Showing posts with label Brazil. Show all posts

Saturday, 13 February 2016

Zika, Like Rubella, a Game-Changer?

I’ve been collecting links on the Zika virus for weeks now.

If you haven’t been keeping up, here are some points to know:
• there isn’t a concrete link yet between reported cases of microcephaly and the Zika virus in Central and South America;
• some researchers in Latin America suggest that it is not Zika but a Monsanto-linked larvicide causing microcephaly;
• microcephaly is a variable diagnosis depending on the size of the head, unlike anencephaly, which literally means “no in-head”;
• microcephaly is also a variable condition affecting some infants not much, others catastrophically;
• microcephaly cannot be reliably diagnosed in utero until quite late in pregnancy and then, see above for variable diagnosis and prognosis.
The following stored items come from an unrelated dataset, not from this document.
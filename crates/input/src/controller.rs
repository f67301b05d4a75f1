use crate::action::CameraAction;
use crate::bindings::{InputSettings, KeyBindings};
use crate::event::{InputEvent, KeyboardState, KeySource};
use billard_camera::{Direction, MotionMode, MouseLook};

/// Everything input produced for one frame.
#[derive(Debug, Clone, Default, PartialEq)]
pub struct FrameInput {
    pub actions: Vec<CameraAction>,
    pub exit_requested: bool,
}

/// Resolves queued input events and held keys into camera actions.
#[derive(Debug, Clone)]
pub struct InputController {
    bindings: KeyBindings,
    motion: MotionMode,
    keys: KeyboardState,
    mouse: MouseLook,
    mouse_look: bool,
}

impl Default for InputController {
    fn default() -> Self {
        Self::new(&InputSettings::default())
    }
}

impl InputController {
    pub fn new(settings: &InputSettings) -> Self {
        Self {
            bindings: settings.bindings.clone(),
            motion: settings.motion,
            keys: KeyboardState::new(),
            mouse: MouseLook::new(),
            mouse_look: settings.mouse_look,
        }
    }

    pub fn motion(&self) -> MotionMode {
        self.motion
    }

    pub fn set_motion(&mut self, motion: MotionMode) {
        self.motion = motion;
    }

    pub fn keys(&self) -> &KeyboardState {
        &self.keys
    }

    pub fn mouse_look(&self) -> bool {
        self.mouse_look
    }

    /// Fold this frame's events into key state, then poll held keys.
    ///
    /// Event-driven actions (look, zoom) come first in arrival order, followed
    /// by the held-key actions in binding order.
    pub fn resolve<I>(&mut self, events: I, dt: f32) -> FrameInput
    where
        I: IntoIterator<Item = InputEvent>,
    {
        let mut frame = FrameInput::default();

        for event in events {
            match event {
                InputEvent::KeyPressed(key) => {
                    self.keys.press(key);
                    if key == self.bindings.exit {
                        frame.exit_requested = true;
                    }
                }
                InputEvent::KeyReleased(key) => self.keys.release(key),
                InputEvent::CursorMoved { x, y } => {
                    if !self.mouse_look {
                        continue;
                    }
                    let (dx, dy) = self.mouse.offset(x, y);
                    if dx != 0.0 || dy != 0.0 {
                        frame.actions.push(CameraAction::Look { x: dx, y: dy });
                    }
                }
                InputEvent::Scroll { y } => frame.actions.push(CameraAction::Zoom(y)),
                InputEvent::MouseLook(enabled) => {
                    tracing::debug!(enabled, "mouse look toggled");
                    self.mouse_look = enabled;
                    self.mouse.reset();
                }
                InputEvent::FocusLost => {
                    self.keys.clear();
                    self.mouse.reset();
                }
                InputEvent::CloseRequested => frame.exit_requested = true,
            }
        }

        if self.keys.is_pressed(self.bindings.exit) {
            frame.exit_requested = true;
        }
        frame.actions.extend(self.poll(&self.keys, dt));
        frame
    }

    /// Actions for every bound key that `keys` reports as held.
    pub fn poll<K: KeySource>(&self, keys: &K, dt: f32) -> Vec<CameraAction> {
        let b = &self.bindings;
        let distance = self.motion.distance(dt);
        let sensitivity = self.motion.rotation(dt);
        let mut actions = Vec::new();

        let moves = [
            (b.left, Direction::Left),
            (b.right, Direction::Right),
            (b.forward, Direction::Forward),
            (b.backward, Direction::Backward),
        ];
        for (key, direction) in moves {
            if keys.is_pressed(key) {
                actions.push(CameraAction::Move(direction, distance));
            }
        }

        let turns = [
            (b.yaw_right, 1.0, 0.0),
            (b.yaw_left, -1.0, 0.0),
            (b.pitch_up, 0.0, 1.0),
            (b.pitch_down, 0.0, -1.0),
        ];
        for (key, yaw, pitch) in turns {
            if keys.is_pressed(key) {
                actions.push(CameraAction::Rotate {
                    yaw,
                    pitch,
                    sensitivity,
                });
            }
        }

        actions
    }
}
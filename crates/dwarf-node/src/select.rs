//! Building and publishing the active parameter set.

use std::sync::Arc;

use parking_lot::RwLock;
use tracing::info;

use crate::args::ArgSource;
use crate::chainparams::ChainParams;
use crate::chainparamsbase::select_base_params;
use crate::chaintype::ChainType;
use crate::error::Result;
use crate::overrides::{read_regtest_args, read_signet_args};

/// Builds the parameter set for `chain`, applying operator overrides for
/// the networks that accept them.
///
/// Consumers that take the handle at construction time never need the
/// process-wide binding.
pub fn create_chain_params(args: &dyn ArgSource, chain: ChainType) -> Result<Arc<ChainParams>> {
    let params = match chain {
        ChainType::Main => ChainParams::dwarfchain(),
        ChainType::Testnet => ChainParams::testnet(),
        ChainType::Testnet4 => ChainParams::testnet4(),
        ChainType::Signet => ChainParams::signet(&read_signet_args(args)?),
        ChainType::Regtest => ChainParams::regtest(&read_regtest_args(args)?),
    };
    Ok(Arc::new(params))
}

static GLOBAL_CHAIN_PARAMS: RwLock<Option<Arc<ChainParams>>> = parking_lot::const_rwlock(None);

/// Selects base and chain parameters for `chain` and publishes them.
///
/// Meant to run once during startup. Calling it again replaces the
/// published set; nothing is published if the overrides are invalid.
pub fn select_params(args: &dyn ArgSource, chain: ChainType) -> Result<Arc<ChainParams>> {
    let params = create_chain_params(args, chain)?;
    select_base_params(chain);
    *GLOBAL_CHAIN_PARAMS.write() = Some(Arc::clone(&params));
    info!(
        chain = %chain,
        network = params.network_id(),
        "selected chain parameters"
    );
    Ok(params)
}

/// The published parameter set.
///
/// # Panics
///
/// If called before [`select_params`].
pub fn params() -> Arc<ChainParams> {
    match GLOBAL_CHAIN_PARAMS.read().as_ref() {
        Some(p) => Arc::clone(p),
        None => panic!("params() called before select_params()"),
    }
}
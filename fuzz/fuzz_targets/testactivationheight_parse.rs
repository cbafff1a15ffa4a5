#![no_main]

use libfuzzer_sys::fuzz_target;

fuzz_target!(|data: &[u8]| {
    let Ok(s) = std::str::from_utf8(data) else {
        return;
    };
    let Ok((dep, height)) = dwarf_node::parse_test_activation_height(s) else {
        return;
    };
    assert!((0..i32::MAX).contains(&height));
    let rendered = format!("{}@{}", dep.name(), height);
    assert_eq!(
        dwarf_node::parse_test_activation_height(&rendered),
        Ok((dep, height))
    );
});
/// Decodes a hex literal into a fixed-size array at compile time.
pub const fn hex_array<const N: usize>(s: &str) -> [u8; N] {
    let b = s.as_bytes();
    assert!(b.len() == 2 * N, "hex literal length mismatch");
    let mut out = [0u8; N];
    let mut i = 0;
    while i < N {
        out[i] = (hex_nibble(b[2 * i]) << 4) | hex_nibble(b[2 * i + 1]);
        i += 1;
    }
    out
}

const fn hex_nibble(c: u8) -> u8 {
    match c {
        b'0'..=b'9' => c - b'0',
        b'a'..=b'f' => c - b'a' + 10,
        b'A'..=b'F' => c - b'A' + 10,
        _ => panic!("invalid hex digit"),
    }
}
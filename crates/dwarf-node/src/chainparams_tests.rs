use std::collections::BTreeMap;

use dwarf_consensus::{
    hash_to_display_hex, AssetType, BuriedDeployment, DeploymentPos, TaggedScript,
    VersionBitsDeployment, COIN,
};

use crate::args::ArgsManager;
use crate::chainparams::{ChainParams, DWARFCHAIN_NETWORK_ID};
use crate::chaintype::ChainType;
use crate::overrides::{RegTestOptions, SigNetOptions, VersionBitsParameters};
use crate::select::create_chain_params;

fn all_networks() -> Vec<ChainParams> {
    vec![
        ChainParams::dwarfchain(),
        ChainParams::main(),
        ChainParams::testnet(),
        ChainParams::testnet4(),
        ChainParams::signet(&SigNetOptions::default()),
        ChainParams::regtest(&RegTestOptions::default()),
    ]
}

#[test]
fn every_network_has_address_prefixes() {
    for p in all_networks() {
        assert!(!p.mith_hrp().is_empty(), "{}", p.network_id());
        assert!(!p.ring_hrp().is_empty(), "{}", p.network_id());
        assert!(!p.ring_black_hole_address().is_empty(), "{}", p.network_id());
    }
}

#[test]
fn genesis_hash_is_recorded_in_consensus() {
    for p in all_networks() {
        assert_eq!(p.consensus().hash_genesis_block, p.genesis_block().hash());
        assert_eq!(
            p.genesis_block().header.merkle_root,
            p.genesis_block().compute_merkle_root()
        );
    }
}

#[test]
fn genesis_is_deterministic() {
    let a = ChainParams::dwarfchain();
    let b = ChainParams::dwarfchain();
    assert_eq!(a.genesis_hash(), b.genesis_hash());
    assert_eq!(a, b);
}

#[test]
fn genesis_vectors_are_pinned() {
    let cases = [
        (
            ChainParams::dwarfchain(),
            "620237b9714d7f67653236200e196c30bb68d8244ecd0a94c7f5acd351c065c5",
            "b626670112ffe001f9bb4eda90206cb67135e9118a6e5df1bb509ba7aa54a67a",
        ),
        (
            ChainParams::testnet4(),
            "85511fb39358ce1c2ff682933f624eaf79e0e03e08f51f7b2062032ba65cb8f0",
            "3daf2ee3589fb517b1f68efbc4ace76e47310b7caaaf1fb75554250264207202",
        ),
        (
            ChainParams::regtest(&RegTestOptions::default()),
            "f1b3c3dcbbb7abbce2b5054fdf4c8d7429be8cc99e5289c74ee85f4cb644a92e",
            "509063d1580636225e73f65d82c87bfd5c2d20b76986e1745d31cb396e1e2115",
        ),
    ];
    for (p, hash, merkle_root) in cases {
        assert_eq!(hash_to_display_hex(&p.genesis_hash()), hash, "{}", p.network_id());
        assert_eq!(
            hash_to_display_hex(&p.genesis_block().header.merkle_root),
            merkle_root,
            "{}",
            p.network_id()
        );
    }
}

#[test]
fn genesis_hashes_differ_between_networks() {
    let main = ChainParams::dwarfchain();
    let legacy = ChainParams::main();
    let regtest = ChainParams::regtest(&RegTestOptions::default());
    assert_ne!(main.genesis_hash(), legacy.genesis_hash());
    assert_ne!(legacy.genesis_hash(), regtest.genesis_hash());
}

#[test]
fn dwarfchain_genesis_pays_mith() {
    let p = ChainParams::dwarfchain();
    let coinbase = &p.genesis_block().txs[0];
    assert!(coinbase.is_coinbase());
    assert_eq!(coinbase.outputs.len(), 1);
    assert_eq!(coinbase.outputs[0].value, 128 * COIN);
    assert_eq!(coinbase.outputs[0].script_pubkey.asset, AssetType::Mith);
    assert_eq!(p.consensus().block_reward(0), 128 * COIN);
}

#[test]
fn dwarfchain_identity() {
    let p = ChainParams::dwarfchain();
    assert_eq!(p.network_id(), DWARFCHAIN_NETWORK_ID);
    assert_eq!(p.chain_type(), ChainType::Main);
    assert_eq!(p.mith_hrp(), "mthq");
    assert_eq!(p.ring_hrp(), "rngp");
    // The burn address predates the "rngp" prefix and keeps its "rng1p" form.
    assert_eq!(
        p.ring_black_hole_address(),
        "rng1pxxxxxxxxxxxxxxxxxx8gf2tvdw0s3jn54khce6mua7lyk9p3z"
    );
    assert!(!p.is_test_chain());
    assert!(!p.is_mockable_chain());
    assert_eq!(p.consensus().pow_target_spacing, 300);
    assert_eq!(p.consensus().difficulty_adjustment_interval(), 288);
}

#[test]
fn legacy_main_keeps_bitcoin_heights() {
    let p = ChainParams::main();
    assert_eq!(p.network_id(), "main");
    let c = p.consensus();
    assert_eq!(c.deployment_height(BuriedDeployment::HeightInCoinbase), 227_931);
    assert_eq!(c.deployment_height(BuriedDeployment::Segwit), 481_824);
    assert_eq!(c.difficulty_adjustment_interval(), 2016);
    assert_eq!(c.block_reward(0), 50 * COIN);
    assert_eq!(c.deployment(DeploymentPos::Taproot).min_activation_height, 709_632);
}

#[test]
fn testnet4_uses_its_own_coinbase() {
    let p = ChainParams::testnet4();
    assert!(p.consensus().enforce_bip94);
    let coinbase = &p.genesis_block().txs[0];
    let script_sig = &coinbase.inputs[0].script_sig;
    let msg = b"03/May/2024";
    assert!(script_sig.windows(msg.len()).any(|w| w == msg));
    let payload = &coinbase.outputs[0].script_pubkey.payload;
    assert_eq!(payload.len(), 35);
    assert_eq!(payload[0], 33);
    assert!(payload[1..34].iter().all(|b| *b == 0));
}

#[test]
fn signet_default_challenge_and_seeds() {
    let p = ChainParams::signet(&SigNetOptions::default());
    assert!(p.consensus().signet_blocks);
    assert_eq!(p.consensus().signet_challenge.len(), 71);
    assert_eq!(p.consensus().signet_challenge[0], 0x51);
    assert!(!p.dns_seeds().is_empty());
}

#[test]
fn signet_custom_challenge_drops_default_seeds() {
    let p = ChainParams::signet(&SigNetOptions {
        challenge: Some(vec![0x51]),
        seeds: None,
    });
    assert_eq!(p.consensus().signet_challenge, vec![0x51]);
    assert!(p.dns_seeds().is_empty());

    let p = ChainParams::signet(&SigNetOptions {
        challenge: Some(vec![0x51]),
        seeds: Some(vec!["127.0.0.1:38333".to_string()]),
    });
    assert_eq!(p.dns_seeds(), ["127.0.0.1:38333".to_string()]);
}

#[test]
fn regtest_defaults() {
    let p = ChainParams::regtest(&RegTestOptions::default());
    assert!(p.is_mockable_chain());
    assert!(p.is_test_chain());
    let c = p.consensus();
    assert!(c.pow_no_retargeting);
    assert_eq!(c.deployment_height(BuriedDeployment::Segwit), 0);
    assert_eq!(c.block_reward(150), 25 * COIN);
    assert_eq!(p.prune_after_height(), 1000);
    assert!(!p.fast_prune());
}

#[test]
fn regtest_applies_overrides() {
    let options = RegTestOptions {
        version_bits_parameters: BTreeMap::from([(
            DeploymentPos::RingBurn,
            VersionBitsParameters {
                start_time: 100,
                timeout: 200,
                min_activation_height: 5,
            },
        )]),
        activation_heights: BTreeMap::from([(BuriedDeployment::Segwit, 500_000)]),
        fastprune: true,
        enforce_bip94: true,
    };
    let p = ChainParams::regtest(&options);
    let c = p.consensus();
    assert_eq!(c.deployment_height(BuriedDeployment::Segwit), 500_000);
    assert_eq!(c.deployment_height(BuriedDeployment::Csv), 1);
    let rb = c.deployment(DeploymentPos::RingBurn);
    assert_eq!((rb.start_time, rb.timeout, rb.min_activation_height), (100, 200, 5));
    assert_eq!(rb.bit, 3);
    assert_eq!(
        *c.deployment(DeploymentPos::Taproot),
        VersionBitsDeployment::always(2)
    );
    assert!(c.enforce_bip94);
    assert!(p.fast_prune());
    assert_eq!(p.prune_after_height(), 100);
}

#[test]
fn create_chain_params_reads_regtest_overrides() {
    let args = ArgsManager::new()
        .with("-vbparams", "ringburn:100:200:5")
        .with("-testactivationheight", "segwit@500000");
    let p = create_chain_params(&args, ChainType::Regtest).expect("valid overrides");
    let rb = p.consensus().deployment(DeploymentPos::RingBurn);
    assert_eq!((rb.start_time, rb.timeout, rb.min_activation_height), (100, 200, 5));
    assert_eq!(
        p.consensus().deployment_height(BuriedDeployment::Segwit),
        500_000
    );
}

#[test]
fn create_chain_params_rejects_bad_overrides() {
    let args = ArgsManager::new().with("-vbparams", "ringburn:100");
    assert!(create_chain_params(&args, ChainType::Regtest).is_err());

    let args = ArgsManager::new().with("-signetchallenge", "zz");
    assert!(create_chain_params(&args, ChainType::Signet).is_err());
}

#[test]
fn overrides_are_ignored_outside_test_networks() {
    let args = ArgsManager::new().with("-vbparams", "not-even-parsed");
    let p = create_chain_params(&args, ChainType::Main).expect("main ignores overrides");
    assert_eq!(p.network_id(), DWARFCHAIN_NETWORK_ID);
}

#[test]
fn genesis_outputs_are_tagged() {
    let p = ChainParams::dwarfchain();
    let out = &p.genesis_block().txs[0].outputs[0].script_pubkey;
    let encoded = out.encode();
    assert_eq!(encoded.last(), Some(&0u8));
    assert_eq!(TaggedScript::decode(&encoded).expect("decode"), *out);
}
So, while this is a fascinating epidemiology narrative, it has devastating consequences for the region.

And may well serve as a game-changer in reproductive rights.

Several writers have drawn parallels between the Zika and Rubella viruses.

The Guardian:
It’s early spring in London. Some of Britain’s leading medical researchers have convened to discuss alarming new evidence linking a virus long presumed to be harmless with a spate of defects in newborn babies. It’s not 2016, it’s 1946, and the disease is not Zika, but German Measles, or Rubella.

The writer goes on:
Such women [infected with Rubella and seeking an abortion], historian Leslie Reagan has eloquently argued, were ‘moral pioneers’. The accidental combination of pregnancy and disease put women in the complicated position of having to assess scientific information about the probability of foetal malformation, and confront the anxieties and uncertainties associated with either terminating a pregnancy or carrying it to term. Not all medical practitioners agreed that infection with Rubella in early pregnancy justified abortion. But many did, to the extent that termination had become the ‘recognised treatment’ for maternal Rubella in British hospitals at least a decade before abortion was made legal.
But beyond individuals’ ethical and medical quandaries, there is now in Latin America a helluva public health mess.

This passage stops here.